--- Raw data Enclosed Below ---

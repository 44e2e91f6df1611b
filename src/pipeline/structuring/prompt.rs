use super::types::SpecimenCensus;

/// Build the census prompt: how many specimens and what they are called.
pub fn build_census_prompt(report_text: &str) -> String {
    format!(
        r#"You are extracting clinical data from a pathology report.
Count the biopsy specimens in the report and list their names. Names may contain
the words right, left, base, apex, mid, prostate, and biopsy, and may appear as a
numbered or lettered list. A name ends at a colon. Remove commas from names and
order the words as side, then position, then "prostate biopsy"
(e.g. "right base prostate biopsy"). "right, left prostate biopsy" means two
separate specimens. Copy the report text describing each specimen.
Do not infer anything that is not written. Respond ONLY with a JSON object:

{{
  "number_of_specimens": <integer>,
  "specimen_names": ["name", "name"],
  "specimen_text": ["text", "text"]
}}

<report>
{report_text}
</report>
"#
    )
}

/// Build the per-subject extraction prompt from the census result.
///
/// Named specimens are listed with their report excerpt, when the census
/// supplied one, so the backend keeps them apart and in order.
pub fn build_specimen_prompt(report_text: &str, census: &SpecimenCensus) -> String {
    let specimen_count = census.count;
    let guide = specimen_guide(census);
    format!(
        r#"You are extracting clinical data from a pathology report. Use only data written
for each specimen and do not infer values.

<report>
{report_text}
</report>
{guide}
Extract the following for each of the {specimen_count} specimens, in report order:
- "gleason_score": number from 6 to 10. If missing but a pattern is given, sum the
  two patterns. "benign" if the specimen is benign, "unknown" if not found.
- "gleason_pattern": two numbers 1-5 joined by "+", or a grade group 1-5.
  "benign" if benign, "unknown" if not found.
- "num_cores": cancer-containing cores over total cores, e.g. "3/7", or "unknown".
- "percent_specimen": cancer percentage such as "<5%", a range if a range is
  given, or "unknown".
- "features": 0 (absent) or 1 (present) for
  HGPIN (high grade prostatic intraepithelial neoplasia),
  ASAP (atypical small acinar proliferation),
  ATYP (atypical glands other than ASAP),
  INF (inflammation or prostatitis),
  ADC (adenocarcinoma without a Gleason score),
  PNI (perineural invasion),
  Benign (benign tissue).
- "comment": the text after the specimen name up to the first period, or "none".

Respond ONLY with a valid JSON object in this format:

{{
  "specimens": [
    {{
      "gleason_score": "",
      "gleason_pattern": "",
      "num_cores": "",
      "percent_specimen": "",
      "features": {{"HGPIN": 0, "ASAP": 0, "ATYP": 0, "INF": 0, "ADC": 0, "PNI": 0, "Benign": 0}},
      "comment": ""
    }}
  ]
}}
"#
    )
}

/// Numbered `name: excerpt` lines, or nothing when the census named no specimens.
fn specimen_guide(census: &SpecimenCensus) -> String {
    if census.names.is_empty() {
        return String::new();
    }
    let mut guide = String::from("\nSpecimens identified in the report, in order:\n");
    for (idx, name) in census.names.iter().enumerate() {
        match census.texts.get(idx).map(|t| t.trim()).filter(|t| !t.is_empty()) {
            Some(text) => guide.push_str(&format!("{}. {name}: {text}\n", idx + 1)),
            None => guide.push_str(&format!("{}. {name}\n", idx + 1)),
        }
    }
    guide
}
#[cfg(test)]
mod tests {
    use super::*;
    use serde_json::json;

    fn names(list: &[&str]) -> Vec<String> {
        list.iter().map(|s| s.to_string()).collect()
    }

    // ── shape validation ───────────────────────────────────────

    #[test]
    fn non_object_payload_is_schema_mismatch() {
        let err = Normalizer::default()
            .normalize(&json!([1, 2]), "report", &[])
            .unwrap_err();
        assert!(err.to_string().contains("expected an object"));
    }

    #[test]
    fn missing_specimens_key_is_schema_mismatch() {
        let err = Normalizer::default()
            .normalize(&json!({"specimen": []}), "report", &[])
            .unwrap_err();
        assert_eq!(err, SchemaMismatch::new("missing 'specimens' key"));
    }

    #[test]
    fn specimens_not_a_list_is_schema_mismatch() {
        let result = Normalizer::default().normalize(&json!({"specimens": "none"}), "report", &[]);
        assert!(result.is_err());
    }

    // ── default filling ────────────────────────────────────────

    #[test]
    fn absent_fields_get_typed_defaults() {
        let records = Normalizer::default()
            .normalize(&json!({"specimens": [{}]}), "adenocarcinoma", &[])
            .unwrap();
        assert_eq!(records.len(), 1);
        let record = &records[0];
        assert_eq!(record.specimen_name, "Unknown Specimen");
        assert_eq!(record.gleason_score, "unknown");
        assert_eq!(record.gleason_pattern, "unknown");
        assert_eq!(record.num_cores, "unknown");
        assert_eq!(record.percent_specimen, "unknown");
        assert_eq!(record.features, SpecimenFeatures::default());
        assert_eq!(record.comment, "unknown");
    }

    #[test]
    fn values_are_coerced_leniently() {
        let payload = json!({"specimens": [{
            "gleason_score": 7,
            "gleason_pattern": " 3+4 ",
            "num_cores": null,
            "percent_specimen": "",
            "features": {"HGPIN": 1, "ASAP": true, "ATYP": "yes", "INF": "0", "ADC": 0, "pni": 1},
            "comment": "small focus"
        }]});
        let record = &Normalizer::default().normalize(&payload, "carcinoma", &[]).unwrap()[0];
        assert_eq!(record.gleason_score, "7");
        assert_eq!(record.gleason_pattern, "3+4");
        assert_eq!(record.num_cores, "unknown");
        assert_eq!(record.percent_specimen, "unknown");
        assert!(record.features.hgpin);
        assert!(record.features.asap);
        assert!(record.features.atyp);
        assert!(!record.features.inf);
        assert!(!record.features.adc);
        assert!(record.features.pni);
        assert!(!record.features.benign);
        assert_eq!(record.comment, "small focus");
    }

    #[test]
    fn flat_features_are_read() {
        let payload = json!({"specimens": [{"HGPIN": 1, "INF": 1}]});
        let record = &Normalizer::default().normalize(&payload, "", &[]).unwrap()[0];
        assert!(record.features.hgpin);
        assert!(record.features.inf);
        assert!(!record.features.asap);
    }

    #[test]
    fn non_object_element_gets_defaults() {
        let payload = json!({"specimens": ["right base", {"gleason_score": "6"}]});
        let records = Normalizer::default().normalize(&payload, "", &[]).unwrap();
        assert_eq!(records.len(), 2);
        assert_eq!(records[0].gleason_score, "unknown");
        assert_eq!(records[1].gleason_score, "6");
    }

    #[test]
    fn empty_list_yields_one_stub() {
        let records = Normalizer::default()
            .normalize(&json!({"specimens": []}), "", &[])
            .unwrap();
        assert_eq!(records, vec![SpecimenRecord::stub()]);
    }

    // ── identity propagation ───────────────────────────────────

    #[test]
    fn census_names_match_positionally() {
        let payload = json!({"specimens": [{}, {}, {}]});
        let records = Normalizer::default()
            .normalize(&payload, "", &names(&["right base", "left apex"]))
            .unwrap();
        assert_eq!(records[0].specimen_name, "right base");
        assert_eq!(records[1].specimen_name, "left apex");
        assert_eq!(records[2].specimen_name, "Unknown Specimen");
    }

    #[test]
    fn element_name_used_when_census_has_none() {
        let payload = json!({"specimens": [{"specimen_name": "left mid prostate biopsy"}]});
        let records = Normalizer::default().normalize(&payload, "", &[]).unwrap();
        assert_eq!(records[0].specimen_name, "left mid prostate biopsy");
    }

    #[test]
    fn blank_census_name_falls_through() {
        let payload = json!({"specimens": [{}]});
        let records = Normalizer::default().normalize(&payload, "", &names(&["  "])).unwrap();
        assert_eq!(records[0].specimen_name, "Unknown Specimen");
    }

    // ── override rules ─────────────────────────────────────────

    #[test]
    fn benign_report_forces_fields_in_any_case() {
        let payload = json!({"specimens": [
            {"gleason_score": "7", "gleason_pattern": "3+4", "comment": "adenocarcinoma", "num_cores": "2/6"},
            {"gleason_score": "9", "gleason_pattern": "4+5", "comment": "high grade"}
        ]});
        for report in ["Benign prostatic tissue", "BENIGN", "mostly bEnIgN glands"] {
            let records = Normalizer::default().normalize(&payload, report, &[]).unwrap();
            for record in &records {
                assert_eq!(record.gleason_score, "benign");
                assert_eq!(record.gleason_pattern, "benign");
                assert_eq!(record.comment, "benign");
            }
            assert_eq!(records[0].num_cores, "2/6");
        }
    }

    #[test]
    fn benign_rule_applies_to_stub() {
        let records = Normalizer::default().stub_records("Benign glands");
        assert_eq!(records.len(), 1);
        assert_eq!(records[0].gleason_score, "benign");
        assert_eq!(records[0].comment, "benign");
        assert_eq!(records[0].num_cores, "unknown");
    }

    #[test]
    fn stub_without_benign_is_sentinel() {
        assert_eq!(Normalizer::default().stub_records("carcinoma"), vec![SpecimenRecord::stub()]);
    }

    #[test]
    fn score_derived_from_pattern_when_unknown() {
        let payload = json!({"specimens": [
            {"gleason_pattern": "4+3"},
            {"gleason_pattern": "Grade Group 2"},
            {"gleason_score": "8", "gleason_pattern": "3+4"}
        ]});
        let records = Normalizer::default().normalize(&payload, "", &[]).unwrap();
        assert_eq!(records[0].gleason_score, "7");
        assert_eq!(records[1].gleason_score, "unknown");
        assert_eq!(records[2].gleason_score, "8");
    }

    #[test]
    fn pattern_sum_rejects_out_of_range() {
        assert_eq!(pattern_sum("3+4"), Some(7));
        assert_eq!(pattern_sum("5 + 5"), Some(10));
        assert_eq!(pattern_sum("6+4"), None);
        assert_eq!(pattern_sum("0+3"), None);
        assert_eq!(pattern_sum("benign"), None);
    }

    #[test]
    fn custom_rule_runs_after_builtins() {
        let normalizer = Normalizer::default().with_rule(OverrideRule {
            name: "cores_not_available",
            applies: |record, _| record.num_cores == "unknown",
            apply: |record| record.num_cores = "n/a".to_string(),
        });
        let records = normalizer.normalize(&json!({"specimens": [{}]}), "", &[]).unwrap();
        assert_eq!(records[0].num_cores, "n/a");
    }

    // ── length capping ─────────────────────────────────────────

    #[test]
    fn long_comment_is_truncated_to_prefix() {
        let comment = "x".repeat(250);
        let payload = json!({"specimens": [{"comment": comment}]});
        let records = Normalizer::default().normalize(&payload, "", &[]).unwrap();
        assert_eq!(records[0].comment.chars().count(), 200);
        assert!(comment.starts_with(&records[0].comment));
    }

    #[test]
    fn truncation_respects_char_boundaries() {
        assert_eq!(truncate_chars("ééé", 2), "éé");
        assert_eq!(truncate_chars("ab", 5), "ab");
    }
}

--- End of Enclosed Raw data ---

*Task:* Taking the entries from their first line through the line with "order the words", inclusive, restate each line word for word and give nothing else.

*Response below:*
repository 44e2e91f6df1611b
filename src/pipeline/structuring/prompt.rs
use super::types::SpecimenCensus;

/// Build the census prompt: how many specimens and what they are called.
pub fn build_census_prompt(report_text: &str) -> String {
    format!(
        r#"You are extracting clinical data from a pathology report.
Count the biopsy specimens in the report and list their names. Names may contain
the words right, left, base, apex, mid, prostate, and biopsy, and may appear as a
numbered or lettered list. A name ends at a colon. Remove commas from names and
order the words as side, then position, then "prostate biopsy"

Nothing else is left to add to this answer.